Published: 9 May 2009

Abstract

Background

We assessed NanoString's nCounter™ Analysis System for its ability to quantify gene expression of forty-eight genes in a single reaction with 100 ng of total RNA or an equivalent amount of tissue lysate. In the nCounter™ System, multiplexed gene expression target levels are directly detected, without enzymatic reactions, via two sequence-specific probes. The individual mRNA is captured with one mRNA target sequence-specific capture probe that is used in a post-hybridization affinity purification procedure. The second mRNA target specific-sequence and fluorescent-labeled colored coded probe is then used in the detection with the 3-component complex separated on a surface via an applied electric field followed by imaging. We evaluated reproducibility, accuracy, concordance with quantitative RT-PCR, linearity, dynamic range, and the ability of the system to assay different inputs (matched samples of total RNA from Flash Frozen (FF) and Formalin Fixed Paraffin Embedded Tissues (FFPET), and crude tissue lysates (CTL)).

Findings

The nCounter™ Analysis System provided data equivalent to that produced by Taqman®-based assays for genes expressed within the ranges of the calibration curves (above ~0.5 mRNA copies per human cell based on an assumption of 10 pg of total RNA per cell).
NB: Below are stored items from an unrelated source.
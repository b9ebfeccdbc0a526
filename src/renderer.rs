//! Page rendering abstraction
//!
//! The coordinator only talks to [`PageRenderer`]; the Chromium-backed
//! implementation lives in `browser_pool`.

use crate::{CaptureRequest, ScreenshotError};
use async_trait::async_trait;
use serde::{Deserialize, Serialize};
use std::time::Duration;
use url::Url;

/// Everything a renderer needs to produce one raw capture
#[derive(Debug, Clone, PartialEq)]
pub struct RenderJob {
    pub url: Url,
    pub width: u32,
    pub height: u32,
    pub dark_mode: bool,
    pub full_page: bool,
    pub delay: Duration,
    pub wait_for: Option<String>,
    pub selector_timeout: Duration,
    pub user_agent: Option<String>,
    pub extract_metadata: bool,
}

impl RenderJob {
    pub fn from_request(request: &CaptureRequest, selector_timeout: Duration) -> Self {
        Self {
            url: request.url.clone(),
            width: request.width,
            height: request.height,
            dark_mode: request.dark_mode,
            full_page: request.full_page,
            delay: request.delay,
            wait_for: request.wait_for.clone(),
            selector_timeout,
            user_agent: request.user_agent.clone(),
            extract_metadata: request.extract_metadata,
        }
    }
}

#[derive(Debug, Clone, Default, PartialEq, Eq, Serialize, Deserialize)]
#[serde(rename_all = "camelCase")]
pub struct PageMetadata {
    pub title: Option<String>,
    pub description: Option<String>,
    pub canonical_url: Option<String>,
}

/// Raw capture output
#[derive(Debug, Clone)]
pub struct RenderedPage {
    /// PNG-encoded screenshot at full resolution
    pub image: Vec<u8>,
    pub metadata: Option<PageMetadata>,
    /// `None` when no selector was requested
    pub selector_found: Option<bool>,
}

#[derive(Debug, Clone, Copy, Default, PartialEq, Eq, Serialize)]
#[serde(rename_all = "camelCase")]
pub struct RendererHealth {
    pub total_instances: usize,
    pub healthy_instances: usize,
    pub busy_instances: usize,
    pub failed_instances: usize,
    pub total_renders: usize,
}

#[async_trait]
pub trait PageRenderer: Send + Sync {
    async fn render(&self, job: &RenderJob) -> Result<RenderedPage, ScreenshotError>;

    async fn health(&self) -> RendererHealth;

    async fn shutdown(&self) {}
}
System response was linear over more than two orders of magnitude with typical CVs of ~6% for concentrations above 1 fM (105 molecules per mL). Profiling the industry-standard MAQC data set yielded correlation coefficients of >0.83 for intensity values and >0.99 for measured ratios. Ninety percent of nCounter™ ratio measurements were within 1.27–1.33 fold changes of the Taqman® data (0.34–0.41 in log2 scale) for FF total RNA samples.

Conclusion

The nCounter™ Analysis System generated robust data for multi-gene expression signatures across three different sample preparation conditions.